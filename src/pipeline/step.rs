// SPDX-License-Identifier: MIT OR Apache-2.0
// Copyright (c) 2026 flowline contributors

//! Step sum types and the pipeline state machine
//!
//! A step is either a transform or a sink, held at a specific position in a
//! pipeline's ordered list. The orchestrators dispatch on the variant by
//! pattern matching; a sink that is not the last step is a branch point.

use std::fmt;

use crate::sink::{AsyncSink, Sink};
use crate::transform::{AsyncTransform, Transform};

/// A single position in a synchronous pipeline's step list.
pub enum Step<T> {
    /// Maps the current stream to a new stream.
    Transform(Box<dyn Transform<T>>),
    /// Consumes the current stream for a side effect.
    Sink(Box<dyn Sink<T>>),
}

impl<T> Step<T> {
    /// Whether this step is a sink.
    pub fn is_sink(&self) -> bool {
        matches!(self, Step::Sink(_))
    }

    /// Step kind, for logging.
    pub fn kind(&self) -> &'static str {
        match self {
            Step::Transform(_) => "transform",
            Step::Sink(_) => "sink",
        }
    }
}

impl<T> fmt::Debug for Step<T> {
    fn fmt(&self, f: &mut fmt::Formatter<'_>) -> fmt::Result {
        f.debug_tuple("Step").field(&self.kind()).finish()
    }
}

/// A single position in an asynchronous pipeline's step list.
pub enum AsyncStep<T> {
    /// Maps the current stream to a new stream.
    Transform(Box<dyn AsyncTransform<T>>),
    /// Consumes the current stream for a side effect.
    Sink(Box<dyn AsyncSink<T>>),
}

impl<T> AsyncStep<T> {
    /// Whether this step is a sink.
    pub fn is_sink(&self) -> bool {
        matches!(self, AsyncStep::Sink(_))
    }

    /// Step kind, for logging.
    pub fn kind(&self) -> &'static str {
        match self {
            AsyncStep::Transform(_) => "transform",
            AsyncStep::Sink(_) => "sink",
        }
    }
}

impl<T> fmt::Debug for AsyncStep<T> {
    fn fmt(&self, f: &mut fmt::Formatter<'_>) -> fmt::Result {
        f.debug_tuple("AsyncStep").field(&self.kind()).finish()
    }
}

/// Lifecycle of a pipeline.
///
/// Building → Running → Completed | Failed; there is no transition back to
/// Building, so a pipeline runs at most once.
#[derive(Debug, Clone, Copy, PartialEq, Eq)]
pub enum PipelineState {
    /// Steps may still be added.
    Building,
    /// The fold is in progress; steps are frozen.
    Running,
    /// The fold finished without error.
    Completed,
    /// The fold was aborted by a propagated error.
    Failed,
}

impl fmt::Display for PipelineState {
    fn fmt(&self, f: &mut fmt::Formatter<'_>) -> fmt::Result {
        match self {
            Self::Building => write!(f, "building"),
            Self::Running => write!(f, "running"),
            Self::Completed => write!(f, "completed"),
            Self::Failed => write!(f, "failed"),
        }
    }
}
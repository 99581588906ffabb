// SPDX-License-Identifier: MIT OR Apache-2.0
// Copyright (c) 2026 flowline contributors

//! Error types
//!
//! The orchestrator raises its own errors only for configuration and state
//! problems; anything raised inside a source, transform, or sink propagates
//! unchanged and aborts the run.

use miette::Diagnostic;
use thiserror::Error;

/// Result type for flowline operations
pub type FlowlineResult<T> = Result<T, FlowlineError>;

/// Main error type for flowline
#[derive(Error, Debug, Diagnostic)]
pub enum FlowlineError {
    // ─────────────────────────────────────────────────────────────────────────
    // Configuration Errors
    // ─────────────────────────────────────────────────────────────────────────
    #[error("Pipeline has no sink step")]
    #[diagnostic(
        code(flowline::no_sink),
        help("Attach at least one sink with .to() before calling run()")
    )]
    NoSink,

    #[error("Pipeline cannot run in the '{state}' state")]
    #[diagnostic(
        code(flowline::invalid_state),
        help("A pipeline runs exactly once; build a new pipeline to run again")
    )]
    InvalidState { state: String },

    // ─────────────────────────────────────────────────────────────────────────
    // Execution Errors
    // ─────────────────────────────────────────────────────────────────────────
    #[error("Step failed: {message}")]
    #[diagnostic(code(flowline::step_failed))]
    Failed {
        message: String,
        #[help]
        help: Option<String>,
    },

    // ─────────────────────────────────────────────────────────────────────────
    // IO/System Errors
    // ─────────────────────────────────────────────────────────────────────────
    #[error("IO error: {message}")]
    #[diagnostic(code(flowline::io_error))]
    Io { message: String },
}

impl From<std::io::Error> for FlowlineError {
    fn from(e: std::io::Error) -> Self {
        Self::Io { message: e.to_string() }
    }
}

impl FlowlineError {
    /// Create a step failure from a plain message
    pub fn failure(message: impl Into<String>) -> Self {
        Self::Failed {
            message: message.into(),
            help: None,
        }
    }

    /// Create a step failure with a help hint
    pub fn failure_with_help(message: impl Into<String>, help: impl Into<String>) -> Self {
        Self::Failed {
            message: message.into(),
            help: Some(help.into()),
        }
    }
}
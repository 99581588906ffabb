// SPDX-License-Identifier: MIT OR Apache-2.0
// Copyright (c) 2026 flowline contributors

//! Asynchronous pipeline orchestrator
//!
//! The same left fold as the synchronous pipeline, expressed over
//! asynchronous streams under single-threaded cooperative scheduling: one
//! step is logically running at a time, and every item production or
//! consumption is a suspension point. A branch point awaits every item of
//! the current stream before anything downstream starts, which preserves
//! the same ordering guarantee as the synchronous case.

use tracing::{debug, trace};

use crate::errors::{FlowlineError, FlowlineResult};
use crate::pipeline::step::{AsyncStep, PipelineState};
use crate::sink::AsyncSink;
use crate::source::AsyncSource;
use crate::stream;
use crate::transform::AsyncTransform;

/// A declarative pipeline over an asynchronous pull stream.
pub struct AsyncPipeline<T> {
    source: Box<dyn AsyncSource<T>>,
    steps: Vec<AsyncStep<T>>,
    state: PipelineState,
}

impl<T: Clone + Send + 'static> AsyncPipeline<T> {
    /// Create a pipeline reading from the given source.
    pub fn new(source: impl AsyncSource<T> + 'static) -> Self {
        Self {
            source: Box::new(source),
            steps: Vec::new(),
            state: PipelineState::Building,
        }
    }

    /// Append a transform step.
    pub fn add(mut self, transform: impl AsyncTransform<T> + 'static) -> Self {
        self.steps.push(AsyncStep::Transform(Box::new(transform)));
        self
    }

    /// Insert a transform step at `index`; all later steps shift right,
    /// keeping their relative order.
    pub fn add_at(mut self, index: usize, transform: impl AsyncTransform<T> + 'static) -> Self {
        self.steps.insert(index, AsyncStep::Transform(Box::new(transform)));
        self
    }

    /// Append a sink step.
    pub fn to(mut self, sink: impl AsyncSink<T> + 'static) -> Self {
        self.steps.push(AsyncStep::Sink(Box::new(sink)));
        self
    }

    /// Current lifecycle state.
    pub fn state(&self) -> PipelineState {
        self.state
    }

    /// Number of steps configured.
    pub fn step_count(&self) -> usize {
        self.steps.len()
    }

    /// Execute the pipeline.
    ///
    /// Same contract as [`Pipeline::run`](crate::Pipeline::run): no sink is
    /// a configuration error raised before any work, and a pipeline that
    /// has run rejects further runs.
    pub async fn run(&mut self) -> FlowlineResult<()> {
        if self.state != PipelineState::Building {
            return Err(FlowlineError::InvalidState {
                state: self.state.to_string(),
            });
        }
        if !self.steps.iter().any(AsyncStep::is_sink) {
            debug!("refusing to run: no sink step configured");
            return Err(FlowlineError::NoSink);
        }

        self.state = PipelineState::Running;
        debug!(steps = self.steps.len(), "async pipeline run started");

        let outcome = self.execute().await;

        self.state = match outcome {
            Ok(()) => PipelineState::Completed,
            Err(_) => PipelineState::Failed,
        };
        debug!(state = %self.state, "async pipeline run finished");

        outcome
    }

    async fn execute(&mut self) -> FlowlineResult<()> {
        let mut current = self.source.read().await?;
        let last = self.steps.len() - 1;

        for (i, step) in self.steps.iter_mut().enumerate() {
            let kind = step.kind();
            match step {
                AsyncStep::Transform(transform) => {
                    trace!(index = i, kind, "applying step");
                    current = transform.process(current)?;
                }
                AsyncStep::Sink(sink) => {
                    if i == last {
                        // Terminal sink: receives the live stream.
                        trace!(index = i, kind, "writing terminal sink");
                        sink.write(current).await?;
                        current = stream::empty_async();
                    } else {
                        // Branch point: await every item before continuing.
                        trace!(index = i, kind, "materializing at branch point");
                        let items = stream::drain_async(current).await;
                        sink.write(stream::from_vec_async(items.clone())).await?;
                        current = stream::from_vec_async(items);
                    }
                }
            }
        }

        Ok(())
    }
}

**WHAT YOU NEED TO DO:** Considering only the data above, return the lines in which "last" occurs.

**ANSWER BOX:**
//! pattern matching; a sink that is not the last step is a branch point.
        let last = self.steps.len() - 1;
                    if i == last {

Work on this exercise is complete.